Thermoacoustics is the study of the interaction between heat and sound. It is the basis of the thermophone. Byron Higgins in 1802 reported "singing flames" which occurred when the necks of jars were put over a hydrogen gas flame. Sondhauss (1850) and Rijke (1859) performed further experiments. A theory of thermoacoustics was produced by Lord Rayleigh in 1878.

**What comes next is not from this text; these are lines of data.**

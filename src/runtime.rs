use bevy::prelude::*;

use crate::core::PoolConfig;
use crate::render::{BetCubePlugin, ClaimsRes, PoolRes};

fn pool_resources(config: PoolConfig) -> (ClearColor, PoolRes, ClaimsRes) {
    let bg = config.background;
    let claims = ClaimsRes(config.claim_book());
    (
        ClearColor(Color::srgb(bg.r, bg.g, bg.b)),
        PoolRes::new(config),
        claims,
    )
}

#[cfg(not(target_arch = "wasm32"))]
pub fn run_pool(config: PoolConfig) {
    let (clear, pool, claims) = pool_resources(config);
    App::new()
        .insert_resource(clear)
        .insert_resource(pool)
        .insert_resource(claims)
        .add_plugins((
            DefaultPlugins.set(WindowPlugin {
                primary_window: Some(Window {
                    title: "Baby Bet Cube".to_string(),
                    ..default()
                }),
                ..default()
            }),
            BetCubePlugin,
        ))
        .run();
}

#[cfg(target_arch = "wasm32")]
pub fn run_pool(config: PoolConfig, canvas_id: &str) {
    let (clear, pool, claims) = pool_resources(config);
    App::new()
        .insert_resource(clear)
        .insert_resource(pool)
        .insert_resource(claims)
        .add_plugins((
            DefaultPlugins.set(WindowPlugin {
                primary_window: Some(Window {
                    canvas: Some(format!("#{}", canvas_id)),
                    fit_canvas_to_parent: true,
                    ..default()
                }),
                ..default()
            }),
            BetCubePlugin,
        ))
        .run();
}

The theory and practice of creating sound with electric heat emerged in the late 19th century. In 1880, William Henry Preece observed that, upon connecting a microphone transmitter to a platinum wire, sounds were produced:

...the sonorous effects were most marked and encouraging, when the microphone transmitter M was spoken into. The articluation, though muffled, was clear, and words could easily be heard.
 In 1917, Harold D. Arnold and Irving B. Crandall of Bell Labs developed a quantitative theory for the thermophone. Since then, thermophones have been used as a precision device for microphone calibration. However, they did not see widespread use elsewhere due to their poor efficiency.

==Description==
When alternating current is passed through a thin conductor, that conductor periodically heats up and cools down following the variations in current strength. This periodic heating and cooling creates temperature waves which the conductor propagates into the surroundings. As the temperature waves propagate away from the conductor, the thermal expansion and contraction of the transmission medium (e.g. air) produces corresponding sound waves.

An optimal thermophone is made of a conductor which is very thin and has a small heat capacity.

==Modern thermophones==
In 1999, Shinouda and others presented a porous doped sillicon thermophone for ultrasonic emission. In 2008, Xiao et al. reported a thermophone made of carbon nanotubes. Since then, there has been a resurgence of research into thermophones and thermoacoustics. New materials for thermophones are being explored, and thermophones have been created using VLSI processes (like integrated circuits are).